Existing end-to-end reinforcement learning methods for LLMs invoking external retrievers to solve complex problems lack explicit supervision over the reasoning process, resulting in insufficient logical coherence and rigor. This paper proposes a supervisable and verifiable hierarchical reasoning framework: it decomposes problems into dependency-ordered subproblems via multi-turn interaction, integrates dual-modal representations—natural language and logical functions—and introduces a knowledge boundary determination mechanism to suppress redundant retrieval while explicitly modeling inter-subproblem dependencies. The framework supports hybrid retrieval from both knowledge bases and the web, substantially enhancing reasoning controllability and interpretability. It achieves baseline performance with only hundreds of training samples; after full-scale training, it consistently outperforms state-of-the-art methods across multiple datasets and LLMs of varying scales.

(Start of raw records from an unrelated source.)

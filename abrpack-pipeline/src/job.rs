//! Job management.
//!
//! Each origin handler registered with the [`JobManager`] becomes one job,
//! driven on its own worker thread. The first job to fail cancels the rest.

use crate::cue::SyncPointQueue;
use crate::error::Result;
use crate::handler::OriginHandler;
use std::sync::mpsc;
use std::sync::Arc;
use tracing::{debug, error};

/// One named job wrapping an origin handler.
pub struct Job {
    name: String,
    origin: Arc<dyn OriginHandler>,
}

impl Job {
    /// The job's display name.
    pub fn name(&self) -> &str {
        &self.name
    }

    /// The origin handler this job drives.
    pub fn origin(&self) -> &Arc<dyn OriginHandler> {
        &self.origin
    }
}

/// Owns the run's jobs and, when ad cues are active, the shared sync-point
/// queue all cue aligners consult.
pub struct JobManager {
    jobs: Vec<Job>,
    sync_points: Option<Arc<SyncPointQueue>>,
}

impl std::fmt::Debug for JobManager {
    fn fmt(&self, f: &mut std::fmt::Formatter<'_>) -> std::fmt::Result {
        f.debug_struct("JobManager")
            .field("jobs", &self.jobs.len())
            .field("sync_points", &self.sync_points.is_some())
            .finish()
    }
}

impl JobManager {
    /// Create a job manager, taking ownership of the sync points if cue
    /// alignment is active.
    pub fn new(sync_points: Option<Arc<SyncPointQueue>>) -> Self {
        Self {
            jobs: Vec::new(),
            sync_points,
        }
    }

    /// Register an origin handler as a named job.
    pub fn add(&mut self, name: &str, origin: Arc<dyn OriginHandler>) {
        self.jobs.push(Job {
            name: name.to_string(),
            origin,
        });
    }

    /// The registered jobs, in registration order.
    pub fn jobs(&self) -> &[Job] {
        &self.jobs
    }

    /// The shared sync-point queue, when ad cues are active.
    pub fn sync_points(&self) -> Option<&Arc<SyncPointQueue>> {
        self.sync_points.as_ref()
    }

    /// Validate the assembled graph before running.
    pub fn initialize_jobs(&self) -> Result<()> {
        for job in &self.jobs {
            job.origin.initialize()?;
        }
        Ok(())
    }

    /// Run every job to completion, one worker thread per job.
    ///
    /// Returns the first failure; remaining jobs are cancelled as soon as
    /// one fails.
    pub fn run_jobs(&self) -> Result<()> {
        let (results_tx, results_rx) = mpsc::channel();

        let first_error = std::thread::scope(|scope| {
            for (index, job) in self.jobs.iter().enumerate() {
                let results_tx = results_tx.clone();
                scope.spawn(move || {
                    debug!(job = job.name(), "job started");
                    let result = job.origin.run();
                    let _ = results_tx.send((index, result));
                });
            }
            drop(results_tx);

            let mut first_error = None;
            for (index, result) in results_rx.iter() {
                if let Err(e) = result {
                    error!(job = self.jobs[index].name(), "job failed: {e}");
                    if first_error.is_none() {
                        first_error = Some(e);
                        self.cancel_jobs();
                    }
                }
            }
            first_error
        });

        match first_error {
            Some(e) => Err(e),
            None => Ok(()),
        }
    }

    /// Cancel every job and stop handing out cues.
    pub fn cancel_jobs(&self) {
        if let Some(sync_points) = &self.sync_points {
            sync_points.cancel();
        }
        for job in &self.jobs {
            job.origin.cancel();
        }
    }
}

#[cfg(test)]
mod tests {
    use super::*;
    use crate::error::Error;
    use crate::handler::{HandlerKind, MediaHandler, StreamData};
    use std::sync::atomic::{AtomicBool, Ordering};

    struct FakeOrigin {
        ran: AtomicBool,
        cancelled: AtomicBool,
        fail: bool,
    }

    impl FakeOrigin {
        fn new(fail: bool) -> Arc<Self> {
            Arc::new(Self {
                ran: AtomicBool::new(false),
                cancelled: AtomicBool::new(false),
                fail,
            })
        }
    }

    impl MediaHandler for FakeOrigin {
        fn kind(&self) -> HandlerKind {
            HandlerKind::Demuxer
        }

        fn as_any(&self) -> &dyn std::any::Any {
            self
        }

        fn is_origin(&self) -> bool {
            true
        }

        fn add_downstream(&self, _downstream: Arc<dyn MediaHandler>) -> Result<()> {
            Ok(())
        }

        fn downstreams(&self) -> Vec<Arc<dyn MediaHandler>> {
            Vec::new()
        }

        fn process(&self, _data: StreamData) -> Result<()> {
            Ok(())
        }

        fn flush(&self) -> Result<()> {
            Ok(())
        }
    }

    impl OriginHandler for FakeOrigin {
        fn run(&self) -> Result<()> {
            self.ran.store(true, Ordering::SeqCst);
            if self.fail {
                return Err(Error::InvalidArgument("boom".to_string()));
            }
            Ok(())
        }

        fn cancel(&self) {
            self.cancelled.store(true, Ordering::SeqCst);
        }
    }

    #[test]
    fn test_run_jobs_runs_every_job() {
        let mut manager = JobManager::new(None);
        let a = FakeOrigin::new(false);
        let b = FakeOrigin::new(false);
        manager.add("A", a.clone());
        manager.add("B", b.clone());

        manager.initialize_jobs().unwrap();
        manager.run_jobs().unwrap();
        assert!(a.ran.load(Ordering::SeqCst));
        assert!(b.ran.load(Ordering::SeqCst));
    }

    #[test]
    fn test_run_jobs_reports_failure_and_cancels() {
        let mut manager = JobManager::new(None);
        let good = FakeOrigin::new(false);
        let bad = FakeOrigin::new(true);
        manager.add("good", good.clone());
        manager.add("bad", bad.clone());

        assert!(manager.run_jobs().is_err());
        assert!(good.cancelled.load(Ordering::SeqCst));
    }

    #[test]
    fn test_run_jobs_with_no_jobs_is_ok() {
        let manager = JobManager::new(None);
        assert!(manager.run_jobs().is_ok());
    }

    #[test]
    fn test_cancel_jobs_cancels_sync_points() {
        let queue = Arc::new(SyncPointQueue::new(&Default::default()));
        let manager = JobManager::new(Some(queue.clone()));
        manager.cancel_jobs();
        assert!(queue.cancelled());
    }

    #[test]
    fn test_failing_initialize_propagates() {
        struct BadInit;
        impl MediaHandler for BadInit {
            fn kind(&self) -> HandlerKind {
                HandlerKind::TextParser
            }
            fn as_any(&self) -> &dyn std::any::Any {
                self
            }
            fn is_origin(&self) -> bool {
                true
            }
            fn add_downstream(&self, _d: Arc<dyn MediaHandler>) -> Result<()> {
                Ok(())
            }
            fn downstreams(&self) -> Vec<Arc<dyn MediaHandler>> {
                Vec::new()
            }
            fn initialize(&self) -> Result<()> {
                Err(Error::InvalidArgument("not wired".to_string()))
            }
            fn process(&self, _data: StreamData) -> Result<()> {
                Ok(())
            }
            fn flush(&self) -> Result<()> {
                Ok(())
            }
        }
        impl OriginHandler for BadInit {
            fn run(&self) -> Result<()> {
                Ok(())
            }
            fn cancel(&self) {}
        }

        let mut manager = JobManager::new(None);
        manager.add("bad", Arc::new(BadInit));
        assert!(manager.initialize_jobs().is_err());
    }
}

Efficient retrieval of external knowledge bases and web pages is crucial for enhancing the reasoning abilities of LLMs. Previous works on training LLMs to leverage external retrievers for solving complex problems have predominantly employed end-to-end reinforcement learning. However, these approaches neglect supervision over the reasoning process, making it difficult to guarantee logical coherence and rigor. To address these limitations, we propose Thinker, a hierarchical thinking model for deep search through multi-turn interaction, making the reasoning process supervisable and verifiable. It decomposes complex problems into independently solvable sub-problems, each dually represented in both natural language and an equivalent logical function to support knowledge base and web searches. Concurrently, dependencies between sub-problems are passed as parameters via these logical functions, enhancing the logical coherence of the problem-solving process. To avoid unnecessary external searches, we perform knowledge boundary determination to check if a sub-problem is within the LLM's intrinsic knowledge, allowing it to answer directly. Experimental results indicate that with as few as several hundred training samples, the performance of Thinker is competitive with established baselines. Furthermore, when scaled to the full training set, Thinker significantly outperforms these methods across various datasets and model sizes. The source code is available at https://github.com/OpenSPG/KAG-Thinker.